# Task instructions:
Please return the full listing below without altering anything.

BEGIN Data to process

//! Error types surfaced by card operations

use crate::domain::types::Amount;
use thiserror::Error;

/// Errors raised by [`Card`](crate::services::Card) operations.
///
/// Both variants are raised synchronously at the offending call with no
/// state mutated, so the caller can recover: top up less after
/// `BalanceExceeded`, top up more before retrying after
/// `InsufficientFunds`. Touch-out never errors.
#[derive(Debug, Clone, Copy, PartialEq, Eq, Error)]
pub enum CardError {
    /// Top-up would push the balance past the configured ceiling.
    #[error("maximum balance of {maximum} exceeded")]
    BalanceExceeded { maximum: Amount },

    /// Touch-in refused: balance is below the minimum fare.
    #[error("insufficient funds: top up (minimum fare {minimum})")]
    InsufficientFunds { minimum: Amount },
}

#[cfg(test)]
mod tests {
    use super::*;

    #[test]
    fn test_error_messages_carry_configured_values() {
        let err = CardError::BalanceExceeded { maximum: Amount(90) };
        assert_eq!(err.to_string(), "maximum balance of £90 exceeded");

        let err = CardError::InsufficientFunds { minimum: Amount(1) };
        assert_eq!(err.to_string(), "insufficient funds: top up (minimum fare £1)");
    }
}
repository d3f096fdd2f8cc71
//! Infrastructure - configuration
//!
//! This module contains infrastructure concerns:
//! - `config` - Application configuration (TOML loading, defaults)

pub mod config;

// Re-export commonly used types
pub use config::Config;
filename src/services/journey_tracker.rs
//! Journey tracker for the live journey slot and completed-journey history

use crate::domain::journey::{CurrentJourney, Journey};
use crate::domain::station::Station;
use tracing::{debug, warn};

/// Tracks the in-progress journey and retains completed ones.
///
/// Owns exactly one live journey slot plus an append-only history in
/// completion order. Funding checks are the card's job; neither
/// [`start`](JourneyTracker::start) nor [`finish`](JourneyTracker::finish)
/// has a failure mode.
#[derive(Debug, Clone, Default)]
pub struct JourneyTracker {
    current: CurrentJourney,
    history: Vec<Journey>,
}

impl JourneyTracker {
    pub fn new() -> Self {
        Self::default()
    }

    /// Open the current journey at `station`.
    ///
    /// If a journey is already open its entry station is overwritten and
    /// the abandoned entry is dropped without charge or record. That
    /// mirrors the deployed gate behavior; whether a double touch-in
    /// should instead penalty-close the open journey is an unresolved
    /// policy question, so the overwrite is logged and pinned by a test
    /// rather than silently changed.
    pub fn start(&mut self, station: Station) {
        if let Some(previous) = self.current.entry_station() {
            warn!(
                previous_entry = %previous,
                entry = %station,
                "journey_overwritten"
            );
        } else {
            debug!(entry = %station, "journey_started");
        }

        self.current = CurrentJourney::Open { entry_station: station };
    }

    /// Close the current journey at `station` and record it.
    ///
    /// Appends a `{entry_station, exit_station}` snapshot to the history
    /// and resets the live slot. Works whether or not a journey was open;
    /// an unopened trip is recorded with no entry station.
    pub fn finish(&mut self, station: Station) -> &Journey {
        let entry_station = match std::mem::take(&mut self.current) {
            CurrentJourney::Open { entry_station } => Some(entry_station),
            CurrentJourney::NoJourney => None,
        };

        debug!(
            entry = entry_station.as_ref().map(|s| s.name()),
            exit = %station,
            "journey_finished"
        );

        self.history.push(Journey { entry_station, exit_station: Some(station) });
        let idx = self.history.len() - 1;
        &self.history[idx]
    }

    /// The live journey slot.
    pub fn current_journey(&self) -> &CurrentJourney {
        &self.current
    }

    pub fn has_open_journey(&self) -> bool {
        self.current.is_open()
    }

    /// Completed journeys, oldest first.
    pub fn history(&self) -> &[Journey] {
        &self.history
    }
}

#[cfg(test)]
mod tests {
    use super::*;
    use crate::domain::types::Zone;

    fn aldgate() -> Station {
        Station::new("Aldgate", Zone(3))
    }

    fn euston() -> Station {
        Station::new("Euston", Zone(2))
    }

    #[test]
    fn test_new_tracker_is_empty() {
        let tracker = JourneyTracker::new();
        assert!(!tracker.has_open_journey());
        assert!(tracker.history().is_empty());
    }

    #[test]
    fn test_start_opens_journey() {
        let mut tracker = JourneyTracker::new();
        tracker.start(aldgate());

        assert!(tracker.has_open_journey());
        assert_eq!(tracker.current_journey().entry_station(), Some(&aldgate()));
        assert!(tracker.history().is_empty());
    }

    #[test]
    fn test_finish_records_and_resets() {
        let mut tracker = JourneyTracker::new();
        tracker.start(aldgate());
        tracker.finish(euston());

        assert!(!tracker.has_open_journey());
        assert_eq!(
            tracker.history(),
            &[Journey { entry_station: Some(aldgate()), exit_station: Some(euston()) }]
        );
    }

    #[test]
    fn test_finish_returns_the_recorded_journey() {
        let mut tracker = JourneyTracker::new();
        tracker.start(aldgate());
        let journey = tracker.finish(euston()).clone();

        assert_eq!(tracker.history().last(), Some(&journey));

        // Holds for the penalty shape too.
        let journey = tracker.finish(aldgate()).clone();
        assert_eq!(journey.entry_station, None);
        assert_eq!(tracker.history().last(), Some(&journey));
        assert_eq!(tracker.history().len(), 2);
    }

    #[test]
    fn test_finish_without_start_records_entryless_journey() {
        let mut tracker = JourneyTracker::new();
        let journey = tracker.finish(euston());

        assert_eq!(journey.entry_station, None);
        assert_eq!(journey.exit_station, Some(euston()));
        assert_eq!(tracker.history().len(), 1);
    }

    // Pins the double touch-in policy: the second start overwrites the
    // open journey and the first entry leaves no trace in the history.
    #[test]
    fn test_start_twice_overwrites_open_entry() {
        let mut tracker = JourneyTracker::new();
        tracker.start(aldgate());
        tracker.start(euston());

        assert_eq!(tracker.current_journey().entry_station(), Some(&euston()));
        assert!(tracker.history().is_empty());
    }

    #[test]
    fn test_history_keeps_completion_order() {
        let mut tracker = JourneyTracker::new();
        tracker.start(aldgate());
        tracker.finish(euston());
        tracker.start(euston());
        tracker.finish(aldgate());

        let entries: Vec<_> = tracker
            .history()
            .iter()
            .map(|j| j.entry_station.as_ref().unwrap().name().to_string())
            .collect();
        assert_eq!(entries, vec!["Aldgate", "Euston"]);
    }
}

END Data to process

# Answer to this task:
//! Error types surfaced by card operations

use crate::domain::types::Amount;
use thiserror::Error;

/// Errors raised by [`Card`](crate::services::Card) operations.
///
/// Both variants are raised synchronously at the offending call with no
/// state mutated, so the caller can recover: top up less after
/// `BalanceExceeded`, top up more before retrying after
/// `InsufficientFunds`. Touch-out never errors.
#[derive(Debug, Clone, Copy, PartialEq, Eq, Error)]
pub enum CardError {
    /// Top-up would push the balance past the configured ceiling.
    #[error("maximum balance of {maximum} exceeded")]
    BalanceExceeded { maximum: Amount },

    /// Touch-in refused: balance is below the minimum fare.
    #[error("insufficient funds: top up (minimum fare {minimum})")]
    InsufficientFunds { minimum: Amount },
}

#[cfg(test)]
mod tests {
    use super::*;

    #[test]
    fn test_error_messages_carry_configured_values() {
        let err = CardError::BalanceExceeded { maximum: Amount(90) };
        assert_eq!(err.to_string(), "maximum balance of £90 exceeded");

        let err = CardError::InsufficientFunds { minimum: Amount(1) };
        assert_eq!(err.to_string(), "insufficient funds: top up (minimum fare £1)");
    }
}
repository d3f096fdd2f8cc71
//! Infrastructure - configuration
//!
//! This module contains infrastructure concerns:
//! - `config` - Application configuration (TOML loading, defaults)

pub mod config;

// Re-export commonly used types
pub use config::Config;
filename src/services/journey_tracker.rs
//! Journey tracker for the live journey slot and completed-journey history

use crate::domain::journey::{CurrentJourney, Journey};
use crate::domain::station::Station;
use tracing::{debug, warn};

/// Tracks the in-progress journey and retains completed ones.
///
/// Owns exactly one live journey slot plus an append-only history in
/// completion order. Funding checks are the card's job; neither
/// [`start`](JourneyTracker::start) nor [`finish`](JourneyTracker::finish)
/// has a failure mode.
#[derive(Debug, Clone, Default)]
pub struct JourneyTracker {
    current: CurrentJourney,
    history: Vec<Journey>,
}

impl JourneyTracker {
    pub fn new() -> Self {
        Self::default()
    }

    /// Open the current journey at `station`.
    ///
    /// If a journey is already open its entry station is overwritten and
    /// the abandoned entry is dropped without charge or record. That
    /// mirrors the deployed gate behavior; whether a double touch-in
    /// should instead penalty-close the open journey is an unresolved
    /// policy question, so the overwrite is logged and pinned by a test
    /// rather than silently changed.
    pub fn start(&mut self, station: Station) {
        if let Some(previous) = self.current.entry_station() {
            warn!(
                previous_entry = %previous,
                entry = %station,
                "journey_overwritten"
            );
        } else {
            debug!(entry = %station, "journey_started");
        }

        self.current = CurrentJourney::Open { entry_station: station };
    }

    /// Close the current journey at `station` and record it.
    ///
    /// Appends a `{entry_station, exit_station}` snapshot to the history
    /// and resets the live slot. Works whether or not a journey was open;
    /// an unopened trip is recorded with no entry station.
    pub fn finish(&mut self, station: Station) -> &Journey {
        let entry_station = match std::mem::take(&mut self.current) {
            CurrentJourney::Open { entry_station } => Some(entry_station),
            CurrentJourney::NoJourney => None,
        };

        debug!(
            entry = entry_station.as_ref().map(|s| s.name()),
            exit = %station,
            "journey_finished"
        );

        self.history.push(Journey { entry_station, exit_station: Some(station) });
        let idx = self.history.len() - 1;
        &self.history[idx]
    }

    /// The live journey slot.
    pub fn current_journey(&self) -> &CurrentJourney {
        &self.current
    }

    pub fn has_open_journey(&self) -> bool {
        self.current.is_open()
    }

    /// Completed journeys, oldest first.
    pub fn history(&self) -> &[Journey] {
        &self.history
    }
}

#[cfg(test)]
mod tests {
    use super::*;
    use crate::domain::types::Zone;

    fn aldgate() -> Station {
        Station::new("Aldgate", Zone(3))
    }

    fn euston() -> Station {
        Station::new("Euston", Zone(2))
    }

    #[test]
    fn test_new_tracker_is_empty() {
        let tracker = JourneyTracker::new();
        assert!(!tracker.has_open_journey());
        assert!(tracker.history().is_empty());
    }

    #[test]
    fn test_start_opens_journey() {
        let mut tracker = JourneyTracker::new();
        tracker.start(aldgate());

        assert!(tracker.has_open_journey());
        assert_eq!(tracker.current_journey().entry_station(), Some(&aldgate()));
        assert!(tracker.history().is_empty());
    }

    #[test]
    fn test_finish_records_and_resets() {
        let mut tracker = JourneyTracker::new();
        tracker.start(aldgate());
        tracker.finish(euston());

        assert!(!tracker.has_open_journey());
        assert_eq!(
            tracker.history(),
            &[Journey { entry_station: Some(aldgate()), exit_station: Some(euston()) }]
        );
    }

    #[test]
    fn test_finish_returns_the_recorded_journey() {
        let mut tracker = JourneyTracker::new();
        tracker.start(aldgate());
        let journey = tracker.finish(euston()).clone();

        assert_eq!(tracker.history().last(), Some(&journey));

        // Holds for the penalty shape too.
        let journey = tracker.finish(aldgate()).clone();
        assert_eq!(journey.entry_station, None);
        assert_eq!(tracker.history().last(), Some(&journey));
        assert_eq!(tracker.history().len(), 2);
    }

    #[test]
    fn test_finish_without_start_records_entryless_journey() {
        let mut tracker = JourneyTracker::new();
        let journey = tracker.finish(euston());

        assert_eq!(journey.entry_station, None);
        assert_eq!(journey.exit_station, Some(euston()));
        assert_eq!(tracker.history().len(), 1);
    }

    // Pins the double touch-in policy: the second start overwrites the
    // open journey and the first entry leaves no trace in the history.
    #[test]
    fn test_start_twice_overwrites_open_entry() {
        let mut tracker = JourneyTracker::new();
        tracker.start(aldgate());
        tracker.start(euston());

        assert_eq!(tracker.current_journey().entry_station(), Some(&euston()));
        assert!(tracker.history().is_empty());
    }

    #[test]
    fn test_history_keeps_completion_order() {
        let mut tracker = JourneyTracker::new();
        tracker.start(aldgate());
        tracker.finish(euston());
        tracker.start(euston());
        tracker.finish(aldgate());

        let entries: Vec<_> = tracker
            .history()
            .iter()
            .map(|j| j.entry_station.as_ref().unwrap().name().to_string())
            .collect();
        assert_eq!(entries, vec!["Aldgate", "Euston"]);
    }
}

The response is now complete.